(Stored items)
——————
// SPDX-License-Identifier: AGPL-3.0-or-later
// Copyright (C) 2026 Vallés Puig, Ramon

//! Geographic primitives on the unit sphere.
//!
//! - [`GeographicPoint`]: latitude/longitude in degrees, longitude always in
//!   `(−180, 180]`.
//! - [`Polygon`]: a closed linear ring of points, laid out like the single
//!   outer ring of a GeoJSON `Polygon` geometry.
//!
//! All spherical trigonometry here treats the Earth as a sphere; at the
//! accuracy of the ephemerides feeding it the flattening is irrelevant.

use super::error::{Error, Result};

#[cfg(feature = "serde")]
use serde::{ser::SerializeStruct, Deserialize, Deserializer, Serialize, Serializer};

/// Wrap a longitude into `(−180, 180]` degrees.
///
/// Values already in range are returned unchanged (bit for bit). The wrap
/// uses a Euclidean remainder, so any finite input is handled in constant
/// time. `−180` maps to `180`. NaN and infinities yield NaN.
#[inline]
pub fn normalize_longitude(lng: f64) -> f64 {
    if lng > -180.0 && lng <= 180.0 {
        return lng;
    }
    let wrapped = 180.0 - (180.0 - lng).rem_euclid(360.0);
    if wrapped <= -180.0 {
        wrapped + 360.0
    } else {
        wrapped
    }
}

/// Reduce an angle into `[0, 360)` degrees.
#[inline]
pub fn normalize_degrees(angle: f64) -> f64 {
    let r = angle.rem_euclid(360.0);
    // rem_euclid may round up to the modulus for tiny negative inputs
    if r >= 360.0 {
        0.0
    } else {
        r
    }
}

// ═══════════════════════════════════════════════════════════════════════════
// GeographicPoint
// ═══════════════════════════════════════════════════════════════════════════

/// A point on the Earth's surface, in degrees.
///
/// `lat ∈ [−90, 90]`, `lng ∈ (−180, 180]`. The constructor normalizes the
/// longitude, so no value of this type ever carries an unwrapped longitude.
#[derive(Debug, Clone, Copy, PartialEq)]
#[cfg_attr(feature = "serde", derive(Serialize, Deserialize))]
#[cfg_attr(feature = "serde", serde(try_from = "RawPoint", into = "RawPoint"))]
pub struct GeographicPoint {
    lat: f64,
    lng: f64,
}

impl GeographicPoint {
    /// Build a point, wrapping `lng` into `(−180, 180]`.
    ///
    /// `lat` must lie in `[−90, 90]`; this is checked in debug builds only.
    #[inline]
    pub fn new(lat: f64, lng: f64) -> Self {
        debug_assert!(
            lat.is_nan() || (-90.0..=90.0).contains(&lat),
            "latitude {lat} outside [-90, 90]"
        );
        Self {
            lat,
            lng: normalize_longitude(lng),
        }
    }

    /// Like [`new`](Self::new), but rejects a latitude outside `[−90, 90]`
    /// (NaN included) instead of trusting the caller.
    pub fn try_new(lat: f64, lng: f64) -> Result<Self> {
        if (-90.0..=90.0).contains(&lat) {
            Ok(Self::new(lat, lng))
        } else {
            Err(Error::LatitudeOutOfRange(lat))
        }
    }

    /// Latitude in degrees.
    #[inline]
    pub const fn lat(&self) -> f64 {
        self.lat
    }

    /// Longitude in degrees, in `(−180, 180]`.
    #[inline]
    pub const fn lng(&self) -> f64 {
        self.lng
    }

    /// GeoJSON position `[lng, lat]`.
    #[inline]
    pub const fn position(&self) -> [f64; 2] {
        [self.lng, self.lat]
    }

    /// The diametrically opposite point.
    ///
    /// `antipode(antipode(p)) == p` for every point.
    #[inline]
    pub fn antipode(&self) -> Self {
        let lng = if self.lng > 0.0 {
            self.lng - 180.0
        } else {
            self.lng + 180.0
        };
        Self::new(-self.lat, lng)
    }

    /// Great-circle distance to `other`, in degrees of arc (haversine form).
    pub fn distance_to(&self, other: &Self) -> f64 {
        let (phi1, phi2) = (self.lat.to_radians(), other.lat.to_radians());
        let d_phi = phi2 - phi1;
        let d_lambda = (other.lng - self.lng).to_radians();
        let a =
            (d_phi / 2.0).sin().powi(2) + phi1.cos() * phi2.cos() * (d_lambda / 2.0).sin().powi(2);
        (2.0 * a.sqrt().min(1.0).asin()).to_degrees()
    }

    /// Point reached by travelling `distance` degrees of arc along the great
    /// circle leaving this point at `bearing` degrees (clockwise from north).
    ///
    /// This is the direct problem of the spherical triangle pole–self–target:
    ///
    /// ```text
    /// φ' = asin(sin φ · cos r + cos φ · sin r · cos θ)
    /// λ' = λ + atan2(sin θ · sin r · cos φ, cos r − sin φ · sin φ')
    /// ```
    ///
    /// It stays valid for any `distance` in `[0, 180]`, including paths over
    /// a pole.
    pub fn destination(&self, bearing: f64, distance: f64) -> Self {
        let (sin_phi, cos_phi) = self.lat.to_radians().sin_cos();
        let (sin_r, cos_r) = distance.to_radians().sin_cos();
        let (sin_theta, cos_theta) = bearing.to_radians().sin_cos();

        let sin_lat = (sin_phi * cos_r + cos_phi * sin_r * cos_theta).clamp(-1.0, 1.0);
        let lat = sin_lat.asin();
        let d_lng = (sin_theta * sin_r * cos_phi).atan2(cos_r - sin_phi * sin_lat);

        Self::new(lat.to_degrees(), self.lng + d_lng.to_degrees())
    }
}

impl From<GeographicPoint> for [f64; 2] {
    #[inline]
    fn from(point: GeographicPoint) -> Self {
        point.position()
    }
}

#[cfg(feature = "serde")]
#[derive(Serialize, Deserialize)]
struct RawPoint {
    lat: f64,
    lng: f64,
}

#[cfg(feature = "serde")]
impl TryFrom<RawPoint> for GeographicPoint {
    type Error = Error;

    fn try_from(raw: RawPoint) -> Result<Self> {
        GeographicPoint::try_new(raw.lat, raw.lng)
    }
}

#[cfg(feature = "serde")]
impl From<GeographicPoint> for RawPoint {
    fn from(point: GeographicPoint) -> Self {
        RawPoint {
            lat: point.lat,
            lng: point.lng,
        }
    }
}

// ═══════════════════════════════════════════════════════════════════════════
// Polygon
// ═══════════════════════════════════════════════════════════════════════════

/// A closed linear ring: the first vertex is repeated as the last one.
///
/// Longitudes are plain wrapped values. A ring that crosses the antimeridian
/// has adjacent vertices whose longitudes differ by almost 360°, so consumers
/// must treat consecutive vertices as great-circle neighbours rather than
/// scanning the ring left to right (see [`Polygon::crosses_antimeridian`]).
#[derive(Debug, Clone, PartialEq)]
pub struct Polygon {
    ring: Vec<GeographicPoint>,
}

impl Polygon {
    /// Build a ring from its vertices, appending the first vertex at the end
    /// when the input is not already closed.
    pub fn from_vertices(mut vertices: Vec<GeographicPoint>) -> Self {
        if let (Some(first), Some(last)) = (vertices.first().copied(), vertices.last()) {
            if first != *last || vertices.len() == 1 {
                vertices.push(first);
            }
        }
        Self { ring: vertices }
    }

    /// The ring vertices, first == last.
    #[inline]
    pub fn ring(&self) -> &[GeographicPoint] {
        &self.ring
    }

    /// Number of ring vertices, closing vertex included.
    #[inline]
    pub fn len(&self) -> usize {
        self.ring.len()
    }

    #[inline]
    pub fn is_empty(&self) -> bool {
        self.ring.is_empty()
    }

    /// `true` when the ring has at least one vertex and first equals last.
    pub fn is_closed(&self) -> bool {
        match (self.ring.first(), self.ring.last()) {
            (Some(first), Some(last)) => self.ring.len() > 1 && first == last,
            _ => false,
        }
    }

    /// `true` if some edge jumps across the ±180° meridian.
    pub fn crosses_antimeridian(&self) -> bool {
        self.ring
            .windows(2)
            .any(|w| (w[1].lng() - w[0].lng()).abs() > 180.0)
    }

    /// GeoJSON ring positions, `[lng, lat]` each.
    pub fn coordinates(&self) -> Vec<[f64; 2]> {
        self.ring.iter().map(GeographicPoint::position).collect()
    }
}

// GeoJSON geometry encoding: {"type":"Polygon","coordinates":[[[lng,lat],…]]}
#[cfg(feature = "serde")]
impl Serialize for Polygon {
    fn serialize<S>(&self, serializer: S) -> std::result::Result<S::Ok, S::Error>
    where
        S: Serializer,
    {
        let mut s = serializer.serialize_struct("Polygon", 2)?;
        s.serialize_field("type", "Polygon")?;
        s.serialize_field("coordinates", &[self.coordinates()])?;
        s.end()
    }
}

#[cfg(feature = "serde")]
impl<'de> Deserialize<'de> for Polygon {
    fn deserialize<D>(deserializer: D) -> std::result::Result<Self, D::Error>
    where
        D: Deserializer<'de>,
    {
        use serde::de::Error as _;

        #[derive(Deserialize)]
        struct Raw {
            #[serde(rename = "type")]
            kind: String,
            coordinates: Vec<Vec<[f64; 2]>>,
        }

        let raw = Raw::deserialize(deserializer)?;
        if raw.kind != "Polygon" {
            return Err(D::Error::custom(format!(
                "expected a Polygon geometry, found `{}`",
                raw.kind
            )));
        }
        let outer = raw
            .coordinates
            .into_iter()
            .next()
            .ok_or_else(|| D::Error::custom("Polygon has no rings"))?;
        let vertices = outer
            .into_iter()
            .map(|[lng, lat]| GeographicPoint::try_new(lat, lng))
            .collect::<Result<Vec<_>>>()
            .map_err(D::Error::custom)?;
        Ok(Polygon::from_vertices(vertices))
    }
}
——————
◆ EXERCISE ◆
Your answer must be the lines above from the one containing "pub fn new(lat: f64, lng: f64)" to the one containing "but rejects a", both included, restated word for word.

◆ TASK ANSWER ◆
    pub fn new(lat: f64, lng: f64) -> Self {
        debug_assert!(
            lat.is_nan() || (-90.0..=90.0).contains(&lat),
            "latitude {lat} outside [-90, 90]"
        );
        Self {
            lat,
            lng: normalize_longitude(lng),
        }
    }

    /// Like [`new`](Self::new), but rejects a latitude outside `[−90, 90]`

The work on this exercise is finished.